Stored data
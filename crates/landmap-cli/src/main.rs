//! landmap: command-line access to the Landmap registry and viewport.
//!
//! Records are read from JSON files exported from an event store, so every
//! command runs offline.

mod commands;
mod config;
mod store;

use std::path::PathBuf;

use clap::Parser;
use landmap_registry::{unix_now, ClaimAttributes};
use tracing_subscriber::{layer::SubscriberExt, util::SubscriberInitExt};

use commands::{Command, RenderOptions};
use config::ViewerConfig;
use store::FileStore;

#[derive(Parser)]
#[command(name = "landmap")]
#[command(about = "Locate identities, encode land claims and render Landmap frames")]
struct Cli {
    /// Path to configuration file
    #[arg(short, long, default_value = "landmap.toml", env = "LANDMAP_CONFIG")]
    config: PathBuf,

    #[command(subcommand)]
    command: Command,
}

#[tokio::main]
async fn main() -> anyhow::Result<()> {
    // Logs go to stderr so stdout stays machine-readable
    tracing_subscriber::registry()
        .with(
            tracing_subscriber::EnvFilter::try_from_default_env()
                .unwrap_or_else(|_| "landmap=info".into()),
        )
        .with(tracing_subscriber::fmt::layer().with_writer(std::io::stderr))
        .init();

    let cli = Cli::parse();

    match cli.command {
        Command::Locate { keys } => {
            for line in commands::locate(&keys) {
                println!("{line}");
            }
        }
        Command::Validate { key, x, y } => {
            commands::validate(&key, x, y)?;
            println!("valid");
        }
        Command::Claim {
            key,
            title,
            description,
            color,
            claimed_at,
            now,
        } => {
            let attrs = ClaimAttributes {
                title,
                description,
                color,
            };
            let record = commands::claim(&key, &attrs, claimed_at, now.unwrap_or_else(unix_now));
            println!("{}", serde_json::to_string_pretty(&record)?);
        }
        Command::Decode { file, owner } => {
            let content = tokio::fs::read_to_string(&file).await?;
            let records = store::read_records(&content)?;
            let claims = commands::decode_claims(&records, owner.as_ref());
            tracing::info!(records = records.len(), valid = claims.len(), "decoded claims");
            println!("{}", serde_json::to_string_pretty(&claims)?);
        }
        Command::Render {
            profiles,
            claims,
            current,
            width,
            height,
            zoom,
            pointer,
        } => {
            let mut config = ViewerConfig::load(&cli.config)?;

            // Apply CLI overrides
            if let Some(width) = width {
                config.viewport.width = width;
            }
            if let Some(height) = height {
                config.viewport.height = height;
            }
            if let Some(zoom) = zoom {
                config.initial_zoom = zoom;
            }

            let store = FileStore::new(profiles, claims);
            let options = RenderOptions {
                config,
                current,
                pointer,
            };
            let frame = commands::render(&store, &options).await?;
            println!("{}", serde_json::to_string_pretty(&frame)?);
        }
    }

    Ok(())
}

_TASK DETAILS_.
Give the entries again in full, with nothing changed.

_SOLUTION TO THIS TASK_.
filename crates/landmap-cli/src/main.rs
//! landmap: command-line access to the Landmap registry and viewport.
//!
//! Records are read from JSON files exported from an event store, so every
//! command runs offline.

mod commands;
mod config;
mod store;

use std::path::PathBuf;

use clap::Parser;
use landmap_registry::{unix_now, ClaimAttributes};
use tracing_subscriber::{layer::SubscriberExt, util::SubscriberInitExt};

use commands::{Command, RenderOptions};
use config::ViewerConfig;
use store::FileStore;

#[derive(Parser)]
#[command(name = "landmap")]
#[command(about = "Locate identities, encode land claims and render Landmap frames")]
struct Cli {
    /// Path to configuration file
    #[arg(short, long, default_value = "landmap.toml", env = "LANDMAP_CONFIG")]
    config: PathBuf,

    #[command(subcommand)]
    command: Command,
}

#[tokio::main]
async fn main() -> anyhow::Result<()> {
    // Logs go to stderr so stdout stays machine-readable
    tracing_subscriber::registry()
        .with(
            tracing_subscriber::EnvFilter::try_from_default_env()
                .unwrap_or_else(|_| "landmap=info".into()),
        )
        .with(tracing_subscriber::fmt::layer().with_writer(std::io::stderr))
        .init();

    let cli = Cli::parse();

    match cli.command {
        Command::Locate { keys } => {
            for line in commands::locate(&keys) {
                println!("{line}");
            }
        }
        Command::Validate { key, x, y } => {
            commands::validate(&key, x, y)?;
            println!("valid");
        }
        Command::Claim {
            key,
            title,
            description,
            color,
            claimed_at,
            now,
        } => {
            let attrs = ClaimAttributes {
                title,
                description,
                color,
            };
            let record = commands::claim(&key, &attrs, claimed_at, now.unwrap_or_else(unix_now));
            println!("{}", serde_json::to_string_pretty(&record)?);
        }
        Command::Decode { file, owner } => {
            let content = tokio::fs::read_to_string(&file).await?;
            let records = store::read_records(&content)?;
            let claims = commands::decode_claims(&records, owner.as_ref());
            tracing::info!(records = records.len(), valid = claims.len(), "decoded claims");
            println!("{}", serde_json::to_string_pretty(&claims)?);
        }
        Command::Render {
            profiles,
            claims,
            current,
            width,
            height,
            zoom,
            pointer,
        } => {
            let mut config = ViewerConfig::load(&cli.config)?;

            // Apply CLI overrides
            if let Some(width) = width {
                config.viewport.width = width;
            }
            if let Some(height) = height {
                config.viewport.height = height;
            }
            if let Some(zoom) = zoom {
                config.initial_zoom = zoom;
            }

            let store = FileStore::new(profiles, claims);
            let options = RenderOptions {
                config,
                current,
                pointer,
            };
            let frame = commands::render(&store, &options).await?;
            println!("{}", serde_json::to_string_pretty(&frame)?);
        }
    }

    Ok(())
}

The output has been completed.